→ Directions: Through the end of the data below, output every line exactly, beginning with the line that contains "async fn test_delete_removes_role()".

→ Material shown:
╭──
//! Role Service
//!
//! CRUD over roles. Each mutation runs in its own transaction. Roles are
//! not cached, so nothing is evicted.

use std::sync::Arc;

use tracing::info;

use crate::role::entity::{Role, RolePayload};
use crate::role::repository::RoleRepository;
use crate::store::rollback;
use crate::usecase::{Change, UseCaseError, UseCaseResult};

pub struct RoleService {
    repo: Arc<RoleRepository>,
}

impl RoleService {
    pub fn new(repo: Arc<RoleRepository>) -> Self {
        Self { repo }
    }

    pub async fn list(&self) -> UseCaseResult<Vec<Role>> {
        self.repo
            .find_all()
            .await
            .map_err(|e| UseCaseError::storage("Failed to list roles", e))
    }

    pub async fn get(&self, id: i64) -> UseCaseResult<Role> {
        self.repo
            .find_by_id(id)
            .await
            .map_err(|e| UseCaseError::storage("Failed to fetch role", e))?
            .ok_or_else(|| not_found(id))
    }

    pub async fn create(&self, payload: RolePayload) -> UseCaseResult<Change<Role>> {
        payload.validate()?;

        let mut tx = self
            .repo
            .begin()
            .await
            .map_err(|e| UseCaseError::storage("Failed to begin transaction", e))?;

        let role = match self.repo.insert(&mut tx, payload.name.trim()).await {
            Ok(role) => role,
            Err(e) => {
                rollback(tx).await;
                return Err(UseCaseError::storage("Failed to insert role", e));
            }
        };

        tx.commit()
            .await
            .map_err(|e| UseCaseError::storage("Failed to commit role", e))?;

        info!(role_id = role.id, "Role created");
        Ok(Change::created(role))
    }

    pub async fn update(&self, id: i64, payload: RolePayload) -> UseCaseResult<Change<Role>> {
        payload.validate()?;

        let mut tx = self
            .repo
            .begin()
            .await
            .map_err(|e| UseCaseError::storage("Failed to begin transaction", e))?;

        let existing = match self.repo.find_by_id_in(&mut tx, id).await {
            Ok(Some(role)) => role,
            Ok(None) => {
                rollback(tx).await;
                return Err(not_found(id));
            }
            Err(e) => {
                rollback(tx).await;
                return Err(UseCaseError::storage("Failed to fetch role", e));
            }
        };

        let updated = Role {
            id,
            name: payload.name.trim().to_string(),
        };
        if let Err(e) = self.repo.update(&mut tx, &updated).await {
            rollback(tx).await;
            return Err(UseCaseError::storage("Failed to update role", e));
        }

        tx.commit()
            .await
            .map_err(|e| UseCaseError::storage("Failed to commit role", e))?;

        info!(role_id = id, "Role updated");
        Ok(Change::updated(existing, updated))
    }

    pub async fn delete(&self, id: i64) -> UseCaseResult<Change<Role>> {
        let mut tx = self
            .repo
            .begin()
            .await
            .map_err(|e| UseCaseError::storage("Failed to begin transaction", e))?;

        let existing = match self.repo.find_by_id_in(&mut tx, id).await {
            Ok(Some(role)) => role,
            Ok(None) => {
                rollback(tx).await;
                return Err(not_found(id));
            }
            Err(e) => {
                rollback(tx).await;
                return Err(UseCaseError::storage("Failed to fetch role", e));
            }
        };

        if let Err(e) = self.repo.delete(&mut tx, id).await {
            rollback(tx).await;
            return Err(UseCaseError::storage("Failed to delete role", e));
        }

        tx.commit()
            .await
            .map_err(|e| UseCaseError::storage("Failed to commit role deletion", e))?;

        info!(role_id = id, "Role deleted");
        Ok(Change::deleted(existing))
    }
}

fn not_found(id: i64) -> UseCaseError {
    UseCaseError::not_found("ROLE_NOT_FOUND", format!("Role not found with id {}", id))
}

#[cfg(test)]
mod tests {
    use super::*;
    use crate::store::test_support::memory_pool;

    async fn service() -> RoleService {
        RoleService::new(Arc::new(RoleRepository::new(memory_pool().await)))
    }

    #[tokio::test]
    async fn test_create_assigns_increasing_ids() {
        let service = service().await;
        let admin = service.create(RolePayload::new("admin")).await.unwrap().after.unwrap();
        let viewer = service.create(RolePayload::new("viewer")).await.unwrap().after.unwrap();

        assert!(viewer.id > admin.id);
        assert_eq!(service.get(admin.id).await.unwrap(), admin);
        assert_eq!(service.list().await.unwrap(), vec![admin, viewer]);
    }

    #[tokio::test]
    async fn test_create_requires_name() {
        let err = service().await.create(RolePayload::new("  ")).await.unwrap_err();
        assert!(err.is_bad_input());
    }

    #[tokio::test]
    async fn test_update_returns_before_and_after() {
        let service = service().await;
        let role = service.create(RolePayload::new("admin")).await.unwrap().after.unwrap();

        let change = service.update(role.id, RolePayload::new("owner")).await.unwrap();
        assert_eq!(change.before, Some(role.clone()));
        assert_eq!(change.after.as_ref().map(|r| r.name.as_str()), Some("owner"));
        assert_eq!(service.get(role.id).await.unwrap().name, "owner");

        assert!(service.update(999, RolePayload::new("x")).await.unwrap_err().is_not_found());
    }

    #[tokio::test]
    async fn test_delete_removes_role() {
        let service = service().await;
        let role = service.create(RolePayload::new("admin")).await.unwrap().after.unwrap();

        let change = service.delete(role.id).await.unwrap();
        assert_eq!(change.before, Some(role.clone()));
        assert!(service.get(role.id).await.unwrap_err().is_not_found());
        assert!(service.delete(role.id).await.unwrap_err().is_not_found());
    }
}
╰──
→ Response for this exercise:
    async fn test_delete_removes_role() {
        let service = service().await;
        let role = service.create(RolePayload::new("admin")).await.unwrap().after.unwrap();

        let change = service.delete(role.id).await.unwrap();
        assert_eq!(change.before, Some(role.clone()));
        assert!(service.get(role.id).await.unwrap_err().is_not_found());
        assert!(service.delete(role.id).await.unwrap_err().is_not_found());
    }
}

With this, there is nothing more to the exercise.